• **Dataset extract**:

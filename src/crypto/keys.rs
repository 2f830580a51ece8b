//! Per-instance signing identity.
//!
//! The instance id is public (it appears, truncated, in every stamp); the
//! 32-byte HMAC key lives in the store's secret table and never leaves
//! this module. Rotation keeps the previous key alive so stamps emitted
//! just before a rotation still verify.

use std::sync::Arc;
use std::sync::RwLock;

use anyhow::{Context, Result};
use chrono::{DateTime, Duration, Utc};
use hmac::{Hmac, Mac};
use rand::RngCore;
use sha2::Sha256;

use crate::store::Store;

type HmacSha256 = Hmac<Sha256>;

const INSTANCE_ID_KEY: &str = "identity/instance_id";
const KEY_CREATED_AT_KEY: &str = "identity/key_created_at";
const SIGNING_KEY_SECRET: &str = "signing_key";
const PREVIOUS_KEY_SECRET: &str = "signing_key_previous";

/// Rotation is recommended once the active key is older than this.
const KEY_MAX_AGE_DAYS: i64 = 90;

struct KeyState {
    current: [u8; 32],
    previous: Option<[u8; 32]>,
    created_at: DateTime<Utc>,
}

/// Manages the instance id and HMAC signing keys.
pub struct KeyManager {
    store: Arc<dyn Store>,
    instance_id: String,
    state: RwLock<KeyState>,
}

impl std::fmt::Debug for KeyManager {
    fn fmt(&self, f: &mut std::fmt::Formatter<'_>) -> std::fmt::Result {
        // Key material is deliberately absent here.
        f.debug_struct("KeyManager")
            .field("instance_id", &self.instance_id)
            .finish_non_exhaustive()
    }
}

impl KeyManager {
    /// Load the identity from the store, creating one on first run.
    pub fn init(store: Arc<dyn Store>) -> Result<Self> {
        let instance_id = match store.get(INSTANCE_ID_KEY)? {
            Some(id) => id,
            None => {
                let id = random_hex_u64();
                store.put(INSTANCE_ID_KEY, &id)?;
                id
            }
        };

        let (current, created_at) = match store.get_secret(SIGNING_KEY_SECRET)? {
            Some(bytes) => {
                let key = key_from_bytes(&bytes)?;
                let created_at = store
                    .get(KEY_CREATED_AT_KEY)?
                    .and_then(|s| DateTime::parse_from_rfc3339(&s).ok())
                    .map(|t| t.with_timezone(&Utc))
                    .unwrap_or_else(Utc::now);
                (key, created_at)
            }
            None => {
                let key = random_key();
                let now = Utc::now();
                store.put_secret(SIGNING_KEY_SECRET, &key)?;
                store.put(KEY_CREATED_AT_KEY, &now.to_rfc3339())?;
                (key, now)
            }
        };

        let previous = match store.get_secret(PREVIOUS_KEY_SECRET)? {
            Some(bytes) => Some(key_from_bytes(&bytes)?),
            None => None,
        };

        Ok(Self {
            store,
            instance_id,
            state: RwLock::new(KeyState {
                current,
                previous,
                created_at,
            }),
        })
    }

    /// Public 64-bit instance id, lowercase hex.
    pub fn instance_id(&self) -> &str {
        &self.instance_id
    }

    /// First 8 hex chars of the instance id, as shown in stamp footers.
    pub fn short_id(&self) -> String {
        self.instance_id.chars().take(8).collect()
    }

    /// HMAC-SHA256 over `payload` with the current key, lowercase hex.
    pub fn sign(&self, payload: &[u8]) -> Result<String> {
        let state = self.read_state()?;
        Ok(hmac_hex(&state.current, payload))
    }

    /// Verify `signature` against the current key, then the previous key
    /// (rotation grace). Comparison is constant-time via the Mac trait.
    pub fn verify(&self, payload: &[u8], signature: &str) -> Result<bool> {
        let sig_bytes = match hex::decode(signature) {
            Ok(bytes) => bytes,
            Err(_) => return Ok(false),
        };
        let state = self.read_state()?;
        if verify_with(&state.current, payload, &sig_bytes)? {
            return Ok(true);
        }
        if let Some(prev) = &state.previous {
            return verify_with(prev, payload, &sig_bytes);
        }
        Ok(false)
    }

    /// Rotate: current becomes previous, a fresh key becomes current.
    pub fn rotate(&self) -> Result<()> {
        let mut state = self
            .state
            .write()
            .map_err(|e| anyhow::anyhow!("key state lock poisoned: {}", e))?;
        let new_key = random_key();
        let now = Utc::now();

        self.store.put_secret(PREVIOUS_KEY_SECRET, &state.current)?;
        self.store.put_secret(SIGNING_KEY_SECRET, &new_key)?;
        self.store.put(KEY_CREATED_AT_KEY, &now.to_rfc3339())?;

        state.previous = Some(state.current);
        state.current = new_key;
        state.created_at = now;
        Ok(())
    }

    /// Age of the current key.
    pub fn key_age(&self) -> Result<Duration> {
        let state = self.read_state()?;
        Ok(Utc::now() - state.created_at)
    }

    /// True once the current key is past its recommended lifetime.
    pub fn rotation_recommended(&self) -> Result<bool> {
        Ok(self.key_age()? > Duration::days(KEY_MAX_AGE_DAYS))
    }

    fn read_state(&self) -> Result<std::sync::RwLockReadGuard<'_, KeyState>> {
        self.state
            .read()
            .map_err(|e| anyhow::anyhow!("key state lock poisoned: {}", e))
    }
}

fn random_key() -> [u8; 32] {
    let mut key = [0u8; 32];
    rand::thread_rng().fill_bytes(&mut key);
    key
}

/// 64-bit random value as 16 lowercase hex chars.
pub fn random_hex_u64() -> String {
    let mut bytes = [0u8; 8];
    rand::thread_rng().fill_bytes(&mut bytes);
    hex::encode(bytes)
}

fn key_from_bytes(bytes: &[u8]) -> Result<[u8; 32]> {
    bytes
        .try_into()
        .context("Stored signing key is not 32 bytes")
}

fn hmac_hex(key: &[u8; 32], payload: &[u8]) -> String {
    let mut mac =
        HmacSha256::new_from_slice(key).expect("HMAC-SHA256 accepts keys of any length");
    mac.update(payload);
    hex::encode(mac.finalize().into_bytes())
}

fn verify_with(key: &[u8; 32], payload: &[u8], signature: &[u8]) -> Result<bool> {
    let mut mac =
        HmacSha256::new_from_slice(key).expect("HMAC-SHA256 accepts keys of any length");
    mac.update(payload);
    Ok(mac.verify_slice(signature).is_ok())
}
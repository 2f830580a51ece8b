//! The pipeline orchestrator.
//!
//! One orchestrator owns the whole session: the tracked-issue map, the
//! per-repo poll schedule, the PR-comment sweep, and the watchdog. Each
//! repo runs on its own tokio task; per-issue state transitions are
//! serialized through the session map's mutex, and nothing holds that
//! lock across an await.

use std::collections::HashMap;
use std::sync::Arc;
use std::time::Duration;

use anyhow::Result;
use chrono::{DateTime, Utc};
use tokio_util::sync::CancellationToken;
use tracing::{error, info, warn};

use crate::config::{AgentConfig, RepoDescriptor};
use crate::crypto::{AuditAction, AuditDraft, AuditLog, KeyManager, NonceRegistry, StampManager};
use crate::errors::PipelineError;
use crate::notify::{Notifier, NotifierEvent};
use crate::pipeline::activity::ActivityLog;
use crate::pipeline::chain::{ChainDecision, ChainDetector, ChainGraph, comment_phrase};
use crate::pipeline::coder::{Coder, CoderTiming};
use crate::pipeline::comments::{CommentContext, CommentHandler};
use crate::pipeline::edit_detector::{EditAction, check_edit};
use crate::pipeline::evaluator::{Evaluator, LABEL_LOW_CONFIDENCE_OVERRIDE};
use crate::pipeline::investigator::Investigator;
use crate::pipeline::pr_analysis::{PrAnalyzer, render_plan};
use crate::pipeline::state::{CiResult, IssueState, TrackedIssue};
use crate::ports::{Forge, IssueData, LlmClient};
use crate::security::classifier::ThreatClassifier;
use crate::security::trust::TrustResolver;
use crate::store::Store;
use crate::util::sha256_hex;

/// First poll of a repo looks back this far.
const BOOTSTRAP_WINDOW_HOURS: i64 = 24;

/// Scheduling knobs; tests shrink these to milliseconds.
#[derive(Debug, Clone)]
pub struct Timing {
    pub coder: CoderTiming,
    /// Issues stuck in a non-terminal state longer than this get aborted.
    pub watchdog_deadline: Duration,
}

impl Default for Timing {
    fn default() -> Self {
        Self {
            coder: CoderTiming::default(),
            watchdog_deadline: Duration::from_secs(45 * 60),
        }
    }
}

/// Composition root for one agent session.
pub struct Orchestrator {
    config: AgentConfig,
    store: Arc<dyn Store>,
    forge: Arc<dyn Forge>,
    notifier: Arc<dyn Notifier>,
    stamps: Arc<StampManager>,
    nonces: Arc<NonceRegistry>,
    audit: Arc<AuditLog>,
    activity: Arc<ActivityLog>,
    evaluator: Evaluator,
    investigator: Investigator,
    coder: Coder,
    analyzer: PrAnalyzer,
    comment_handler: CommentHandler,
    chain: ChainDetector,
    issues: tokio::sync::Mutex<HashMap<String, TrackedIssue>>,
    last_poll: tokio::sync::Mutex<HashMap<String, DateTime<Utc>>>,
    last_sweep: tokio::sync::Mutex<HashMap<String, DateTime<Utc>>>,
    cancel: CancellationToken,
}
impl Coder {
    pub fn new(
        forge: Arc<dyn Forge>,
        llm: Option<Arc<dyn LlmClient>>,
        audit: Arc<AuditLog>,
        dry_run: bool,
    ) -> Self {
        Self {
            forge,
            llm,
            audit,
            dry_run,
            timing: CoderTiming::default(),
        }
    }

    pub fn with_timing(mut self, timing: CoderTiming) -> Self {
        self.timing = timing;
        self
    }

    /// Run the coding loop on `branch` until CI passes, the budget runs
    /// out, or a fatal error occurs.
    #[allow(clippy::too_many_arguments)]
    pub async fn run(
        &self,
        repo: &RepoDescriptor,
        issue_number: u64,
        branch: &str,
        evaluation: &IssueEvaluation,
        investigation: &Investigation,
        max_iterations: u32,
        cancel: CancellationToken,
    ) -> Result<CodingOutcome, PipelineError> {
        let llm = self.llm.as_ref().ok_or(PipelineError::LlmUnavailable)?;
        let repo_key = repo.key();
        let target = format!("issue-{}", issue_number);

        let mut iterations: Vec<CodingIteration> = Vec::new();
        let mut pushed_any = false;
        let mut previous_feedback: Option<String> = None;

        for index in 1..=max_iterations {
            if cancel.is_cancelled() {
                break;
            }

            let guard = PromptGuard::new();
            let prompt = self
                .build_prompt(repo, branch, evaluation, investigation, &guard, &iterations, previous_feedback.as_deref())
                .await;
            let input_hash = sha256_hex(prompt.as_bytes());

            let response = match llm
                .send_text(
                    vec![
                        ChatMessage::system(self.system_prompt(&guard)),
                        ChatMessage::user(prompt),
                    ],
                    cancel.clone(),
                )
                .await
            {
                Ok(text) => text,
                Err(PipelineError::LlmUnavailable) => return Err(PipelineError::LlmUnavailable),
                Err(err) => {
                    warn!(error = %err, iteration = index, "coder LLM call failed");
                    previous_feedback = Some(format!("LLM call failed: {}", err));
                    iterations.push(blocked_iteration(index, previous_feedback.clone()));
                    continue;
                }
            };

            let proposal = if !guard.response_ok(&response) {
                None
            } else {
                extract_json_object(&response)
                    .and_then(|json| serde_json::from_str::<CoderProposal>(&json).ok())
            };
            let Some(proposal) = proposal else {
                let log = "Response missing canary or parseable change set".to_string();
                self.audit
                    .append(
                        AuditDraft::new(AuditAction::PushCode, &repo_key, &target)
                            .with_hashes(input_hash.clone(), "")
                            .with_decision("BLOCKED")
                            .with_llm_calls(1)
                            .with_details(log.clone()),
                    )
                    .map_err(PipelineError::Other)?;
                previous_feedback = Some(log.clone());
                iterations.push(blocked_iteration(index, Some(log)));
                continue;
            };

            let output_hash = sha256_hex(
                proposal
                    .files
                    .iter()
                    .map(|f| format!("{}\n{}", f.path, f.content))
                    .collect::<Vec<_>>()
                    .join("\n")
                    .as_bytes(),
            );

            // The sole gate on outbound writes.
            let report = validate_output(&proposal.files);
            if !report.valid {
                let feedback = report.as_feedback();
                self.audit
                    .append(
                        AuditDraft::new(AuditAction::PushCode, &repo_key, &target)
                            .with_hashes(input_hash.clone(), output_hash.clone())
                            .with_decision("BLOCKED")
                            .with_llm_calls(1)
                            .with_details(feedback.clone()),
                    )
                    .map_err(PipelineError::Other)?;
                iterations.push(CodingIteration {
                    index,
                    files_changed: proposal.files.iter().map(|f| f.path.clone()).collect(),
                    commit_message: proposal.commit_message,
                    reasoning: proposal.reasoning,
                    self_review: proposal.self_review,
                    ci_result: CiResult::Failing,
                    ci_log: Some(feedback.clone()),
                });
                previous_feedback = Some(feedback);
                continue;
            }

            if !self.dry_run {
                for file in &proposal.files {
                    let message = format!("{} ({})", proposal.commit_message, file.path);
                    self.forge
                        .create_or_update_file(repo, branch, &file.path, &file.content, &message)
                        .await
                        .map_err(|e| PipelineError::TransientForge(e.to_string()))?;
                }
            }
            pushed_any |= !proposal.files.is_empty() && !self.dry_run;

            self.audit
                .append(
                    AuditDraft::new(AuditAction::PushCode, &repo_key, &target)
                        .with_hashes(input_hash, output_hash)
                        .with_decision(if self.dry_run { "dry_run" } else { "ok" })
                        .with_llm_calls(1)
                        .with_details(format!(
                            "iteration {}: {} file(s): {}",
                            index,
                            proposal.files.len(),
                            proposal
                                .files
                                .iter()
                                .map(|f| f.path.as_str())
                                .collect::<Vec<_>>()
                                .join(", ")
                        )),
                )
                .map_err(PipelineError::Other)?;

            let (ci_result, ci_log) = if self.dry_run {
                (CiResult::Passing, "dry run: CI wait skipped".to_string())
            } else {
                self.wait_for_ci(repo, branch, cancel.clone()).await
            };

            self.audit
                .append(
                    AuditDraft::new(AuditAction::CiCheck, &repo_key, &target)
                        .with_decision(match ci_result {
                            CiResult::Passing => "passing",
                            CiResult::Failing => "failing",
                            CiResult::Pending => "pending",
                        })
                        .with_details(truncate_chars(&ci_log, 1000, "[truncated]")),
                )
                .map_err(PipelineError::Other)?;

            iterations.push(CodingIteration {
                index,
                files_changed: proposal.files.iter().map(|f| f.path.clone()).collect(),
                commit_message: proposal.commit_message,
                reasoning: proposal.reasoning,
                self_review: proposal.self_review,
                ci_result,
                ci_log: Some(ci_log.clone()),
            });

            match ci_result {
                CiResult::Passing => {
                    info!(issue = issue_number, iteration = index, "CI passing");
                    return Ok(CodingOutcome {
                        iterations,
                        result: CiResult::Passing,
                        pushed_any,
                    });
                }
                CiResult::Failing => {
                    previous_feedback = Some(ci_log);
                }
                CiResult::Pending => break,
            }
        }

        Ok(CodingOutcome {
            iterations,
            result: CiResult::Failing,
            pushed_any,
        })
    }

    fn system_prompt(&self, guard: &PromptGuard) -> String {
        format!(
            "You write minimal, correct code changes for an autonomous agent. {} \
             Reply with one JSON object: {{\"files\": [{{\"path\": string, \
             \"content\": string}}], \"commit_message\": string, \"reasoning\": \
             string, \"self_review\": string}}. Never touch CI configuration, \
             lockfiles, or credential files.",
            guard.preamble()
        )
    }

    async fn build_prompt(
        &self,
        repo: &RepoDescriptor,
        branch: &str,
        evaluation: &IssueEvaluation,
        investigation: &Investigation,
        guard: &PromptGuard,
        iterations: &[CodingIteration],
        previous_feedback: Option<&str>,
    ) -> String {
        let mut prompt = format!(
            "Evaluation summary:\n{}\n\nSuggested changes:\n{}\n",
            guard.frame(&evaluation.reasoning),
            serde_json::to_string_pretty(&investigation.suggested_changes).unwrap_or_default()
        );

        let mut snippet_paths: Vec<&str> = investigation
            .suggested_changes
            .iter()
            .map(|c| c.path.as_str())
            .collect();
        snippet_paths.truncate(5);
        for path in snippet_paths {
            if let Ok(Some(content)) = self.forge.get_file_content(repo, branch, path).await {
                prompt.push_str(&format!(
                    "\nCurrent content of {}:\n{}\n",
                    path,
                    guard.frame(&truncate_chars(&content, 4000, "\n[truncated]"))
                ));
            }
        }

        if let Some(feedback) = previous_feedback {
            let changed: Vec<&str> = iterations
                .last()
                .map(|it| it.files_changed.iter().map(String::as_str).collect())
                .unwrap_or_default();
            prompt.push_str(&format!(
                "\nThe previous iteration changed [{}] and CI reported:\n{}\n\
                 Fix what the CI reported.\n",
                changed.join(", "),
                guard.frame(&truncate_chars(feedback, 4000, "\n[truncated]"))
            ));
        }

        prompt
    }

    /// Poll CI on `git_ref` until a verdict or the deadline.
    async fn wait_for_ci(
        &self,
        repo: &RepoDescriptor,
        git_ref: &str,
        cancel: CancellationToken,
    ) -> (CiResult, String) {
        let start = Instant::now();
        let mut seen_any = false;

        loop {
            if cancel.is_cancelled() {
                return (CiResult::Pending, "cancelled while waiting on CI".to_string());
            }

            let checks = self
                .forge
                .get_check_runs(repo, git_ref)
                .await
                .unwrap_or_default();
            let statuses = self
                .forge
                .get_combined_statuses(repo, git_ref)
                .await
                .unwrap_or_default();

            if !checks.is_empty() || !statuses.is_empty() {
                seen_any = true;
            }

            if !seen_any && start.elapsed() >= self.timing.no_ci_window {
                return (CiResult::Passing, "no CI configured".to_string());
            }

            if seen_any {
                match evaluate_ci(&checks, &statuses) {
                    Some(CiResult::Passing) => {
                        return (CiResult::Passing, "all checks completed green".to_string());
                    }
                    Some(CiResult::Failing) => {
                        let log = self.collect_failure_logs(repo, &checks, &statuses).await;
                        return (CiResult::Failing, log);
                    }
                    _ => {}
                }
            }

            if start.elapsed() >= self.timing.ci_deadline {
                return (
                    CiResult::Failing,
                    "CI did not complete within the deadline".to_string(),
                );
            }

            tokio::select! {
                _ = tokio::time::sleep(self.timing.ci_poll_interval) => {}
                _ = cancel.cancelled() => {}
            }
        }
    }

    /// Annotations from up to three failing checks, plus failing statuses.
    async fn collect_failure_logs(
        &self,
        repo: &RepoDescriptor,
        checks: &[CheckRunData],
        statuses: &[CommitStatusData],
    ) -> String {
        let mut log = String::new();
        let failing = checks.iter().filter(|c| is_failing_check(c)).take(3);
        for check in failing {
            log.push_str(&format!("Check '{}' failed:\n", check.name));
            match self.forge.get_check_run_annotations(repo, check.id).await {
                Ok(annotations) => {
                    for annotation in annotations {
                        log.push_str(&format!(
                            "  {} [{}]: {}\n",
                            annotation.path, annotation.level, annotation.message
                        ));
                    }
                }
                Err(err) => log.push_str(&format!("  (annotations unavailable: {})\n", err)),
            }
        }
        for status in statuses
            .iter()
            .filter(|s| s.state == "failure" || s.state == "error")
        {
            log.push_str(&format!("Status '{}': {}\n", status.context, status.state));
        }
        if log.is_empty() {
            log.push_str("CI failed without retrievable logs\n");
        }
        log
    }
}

• **Work to complete**: Find the lines in the data that include "Duration", then copy each of them.

• **Task response**:
use chrono::{DateTime, Duration, Utc};
    pub fn key_age(&self) -> Result<Duration> {
        Ok(self.key_age()? > Duration::days(KEY_MAX_AGE_DAYS))
use std::time::Duration;
    pub watchdog_deadline: Duration,
            watchdog_deadline: Duration::from_secs(45 * 60),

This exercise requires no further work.